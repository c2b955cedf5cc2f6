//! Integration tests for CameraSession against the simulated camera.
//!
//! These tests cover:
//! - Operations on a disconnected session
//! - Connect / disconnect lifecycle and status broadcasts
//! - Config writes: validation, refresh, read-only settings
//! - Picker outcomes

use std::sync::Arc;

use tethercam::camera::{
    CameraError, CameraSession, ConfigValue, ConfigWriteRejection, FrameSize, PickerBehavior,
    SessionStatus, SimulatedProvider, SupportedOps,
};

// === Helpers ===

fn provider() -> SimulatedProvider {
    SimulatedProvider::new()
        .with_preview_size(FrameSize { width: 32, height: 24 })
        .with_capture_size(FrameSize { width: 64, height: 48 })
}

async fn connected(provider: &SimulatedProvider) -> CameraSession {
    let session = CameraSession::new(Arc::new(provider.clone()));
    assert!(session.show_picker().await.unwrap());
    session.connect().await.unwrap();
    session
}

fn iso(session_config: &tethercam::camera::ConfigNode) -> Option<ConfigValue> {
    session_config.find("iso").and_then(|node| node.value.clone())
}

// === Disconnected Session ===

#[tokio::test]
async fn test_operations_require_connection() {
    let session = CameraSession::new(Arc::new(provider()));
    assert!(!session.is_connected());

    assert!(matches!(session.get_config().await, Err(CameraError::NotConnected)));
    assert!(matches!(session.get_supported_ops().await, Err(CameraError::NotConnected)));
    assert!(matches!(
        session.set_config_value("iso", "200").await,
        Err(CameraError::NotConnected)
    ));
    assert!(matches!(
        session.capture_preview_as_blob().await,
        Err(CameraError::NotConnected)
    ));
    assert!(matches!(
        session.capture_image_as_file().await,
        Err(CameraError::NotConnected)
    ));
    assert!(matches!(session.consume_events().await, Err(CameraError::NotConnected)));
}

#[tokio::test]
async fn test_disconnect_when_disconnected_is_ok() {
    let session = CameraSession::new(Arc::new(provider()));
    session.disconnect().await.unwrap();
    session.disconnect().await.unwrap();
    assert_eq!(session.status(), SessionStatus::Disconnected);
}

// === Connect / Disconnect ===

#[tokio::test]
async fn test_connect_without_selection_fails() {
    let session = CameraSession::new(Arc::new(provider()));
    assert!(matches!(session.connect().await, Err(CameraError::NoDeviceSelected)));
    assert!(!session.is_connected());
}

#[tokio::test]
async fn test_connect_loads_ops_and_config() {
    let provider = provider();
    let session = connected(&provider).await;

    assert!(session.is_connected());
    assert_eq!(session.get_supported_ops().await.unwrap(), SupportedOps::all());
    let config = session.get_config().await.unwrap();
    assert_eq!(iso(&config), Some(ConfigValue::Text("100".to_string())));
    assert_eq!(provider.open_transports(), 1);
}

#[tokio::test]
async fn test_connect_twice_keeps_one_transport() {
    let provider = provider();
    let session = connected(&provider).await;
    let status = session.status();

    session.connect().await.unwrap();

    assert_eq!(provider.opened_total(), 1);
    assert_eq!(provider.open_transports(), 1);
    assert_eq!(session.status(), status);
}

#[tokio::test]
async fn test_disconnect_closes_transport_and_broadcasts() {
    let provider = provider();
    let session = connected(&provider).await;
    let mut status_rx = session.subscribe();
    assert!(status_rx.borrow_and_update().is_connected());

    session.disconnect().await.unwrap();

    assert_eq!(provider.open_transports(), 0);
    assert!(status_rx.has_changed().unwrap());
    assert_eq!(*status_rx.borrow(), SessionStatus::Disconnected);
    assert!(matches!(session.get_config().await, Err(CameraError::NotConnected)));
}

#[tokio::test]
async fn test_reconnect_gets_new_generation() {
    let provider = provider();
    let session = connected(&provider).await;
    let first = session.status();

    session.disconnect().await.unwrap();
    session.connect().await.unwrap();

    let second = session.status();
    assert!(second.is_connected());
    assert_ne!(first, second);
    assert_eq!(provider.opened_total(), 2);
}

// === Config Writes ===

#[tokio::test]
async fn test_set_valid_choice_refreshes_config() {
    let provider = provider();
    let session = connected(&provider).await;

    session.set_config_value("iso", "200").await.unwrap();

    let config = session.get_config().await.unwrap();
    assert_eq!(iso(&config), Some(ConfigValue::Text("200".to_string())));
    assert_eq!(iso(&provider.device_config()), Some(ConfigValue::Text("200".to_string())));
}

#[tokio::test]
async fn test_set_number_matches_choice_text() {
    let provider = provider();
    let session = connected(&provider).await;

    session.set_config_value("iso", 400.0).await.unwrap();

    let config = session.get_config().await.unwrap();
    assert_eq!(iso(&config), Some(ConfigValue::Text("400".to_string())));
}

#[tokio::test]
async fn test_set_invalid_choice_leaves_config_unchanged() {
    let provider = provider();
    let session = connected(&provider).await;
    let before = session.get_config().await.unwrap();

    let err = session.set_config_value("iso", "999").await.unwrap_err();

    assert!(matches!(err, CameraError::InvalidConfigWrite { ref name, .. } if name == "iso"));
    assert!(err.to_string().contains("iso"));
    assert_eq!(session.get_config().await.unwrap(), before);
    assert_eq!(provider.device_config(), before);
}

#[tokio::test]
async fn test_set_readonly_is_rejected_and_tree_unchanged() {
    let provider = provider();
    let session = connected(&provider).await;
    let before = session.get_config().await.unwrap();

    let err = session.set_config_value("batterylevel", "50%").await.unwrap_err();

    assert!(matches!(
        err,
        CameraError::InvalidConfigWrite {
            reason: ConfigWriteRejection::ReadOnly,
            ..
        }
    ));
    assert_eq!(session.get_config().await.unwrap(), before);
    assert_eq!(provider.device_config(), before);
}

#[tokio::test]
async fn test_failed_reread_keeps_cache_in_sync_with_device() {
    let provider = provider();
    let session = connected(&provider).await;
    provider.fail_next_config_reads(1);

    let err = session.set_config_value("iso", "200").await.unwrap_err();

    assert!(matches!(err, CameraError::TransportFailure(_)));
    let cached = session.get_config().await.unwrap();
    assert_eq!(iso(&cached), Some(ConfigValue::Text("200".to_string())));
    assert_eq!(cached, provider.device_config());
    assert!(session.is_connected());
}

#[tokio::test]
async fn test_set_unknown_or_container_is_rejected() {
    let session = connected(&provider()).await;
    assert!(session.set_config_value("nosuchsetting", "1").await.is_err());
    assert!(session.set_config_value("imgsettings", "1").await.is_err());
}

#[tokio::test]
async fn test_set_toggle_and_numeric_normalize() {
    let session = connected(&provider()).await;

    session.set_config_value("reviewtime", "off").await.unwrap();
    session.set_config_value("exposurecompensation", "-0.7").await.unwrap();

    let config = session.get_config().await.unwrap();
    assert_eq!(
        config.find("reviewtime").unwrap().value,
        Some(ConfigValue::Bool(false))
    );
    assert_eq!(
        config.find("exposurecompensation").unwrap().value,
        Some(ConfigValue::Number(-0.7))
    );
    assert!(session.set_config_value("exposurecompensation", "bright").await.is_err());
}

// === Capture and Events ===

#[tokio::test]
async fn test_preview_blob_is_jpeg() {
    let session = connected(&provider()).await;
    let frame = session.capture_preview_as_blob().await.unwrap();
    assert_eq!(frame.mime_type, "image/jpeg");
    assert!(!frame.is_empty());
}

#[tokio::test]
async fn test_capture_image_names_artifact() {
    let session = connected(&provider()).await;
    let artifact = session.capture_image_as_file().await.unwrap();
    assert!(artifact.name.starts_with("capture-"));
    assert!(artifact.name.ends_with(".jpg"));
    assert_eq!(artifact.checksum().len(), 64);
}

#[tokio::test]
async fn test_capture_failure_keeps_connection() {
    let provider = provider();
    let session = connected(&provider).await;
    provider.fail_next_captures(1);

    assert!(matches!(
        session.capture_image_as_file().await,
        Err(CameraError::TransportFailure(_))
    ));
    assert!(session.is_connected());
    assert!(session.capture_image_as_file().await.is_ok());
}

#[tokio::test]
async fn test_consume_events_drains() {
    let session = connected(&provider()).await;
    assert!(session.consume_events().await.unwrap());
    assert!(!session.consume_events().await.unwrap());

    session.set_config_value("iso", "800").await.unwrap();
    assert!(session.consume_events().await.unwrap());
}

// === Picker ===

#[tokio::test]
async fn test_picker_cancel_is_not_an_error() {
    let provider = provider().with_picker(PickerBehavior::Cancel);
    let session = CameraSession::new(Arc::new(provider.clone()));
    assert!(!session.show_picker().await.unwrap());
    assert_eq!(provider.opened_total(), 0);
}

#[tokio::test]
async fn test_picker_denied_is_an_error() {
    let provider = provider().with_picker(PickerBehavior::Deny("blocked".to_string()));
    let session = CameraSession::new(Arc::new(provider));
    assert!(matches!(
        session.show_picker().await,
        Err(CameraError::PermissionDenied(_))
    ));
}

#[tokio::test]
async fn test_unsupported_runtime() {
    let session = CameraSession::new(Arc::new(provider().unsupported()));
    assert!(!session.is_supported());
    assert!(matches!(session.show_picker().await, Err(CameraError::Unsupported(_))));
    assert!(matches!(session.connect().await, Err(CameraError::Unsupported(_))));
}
*-*-*
What the task requires - Each line above that contains the word "Some" should be copied.

Answer space -
    assert_eq!(iso(&config), Some(ConfigValue::Text("100".to_string())));
    assert_eq!(iso(&config), Some(ConfigValue::Text("200".to_string())));
    assert_eq!(iso(&provider.device_config()), Some(ConfigValue::Text("200".to_string())));
    assert_eq!(iso(&config), Some(ConfigValue::Text("400".to_string())));
    assert_eq!(iso(&cached), Some(ConfigValue::Text("200".to_string())));
        Some(ConfigValue::Bool(false))
        Some(ConfigValue::Number(-0.7))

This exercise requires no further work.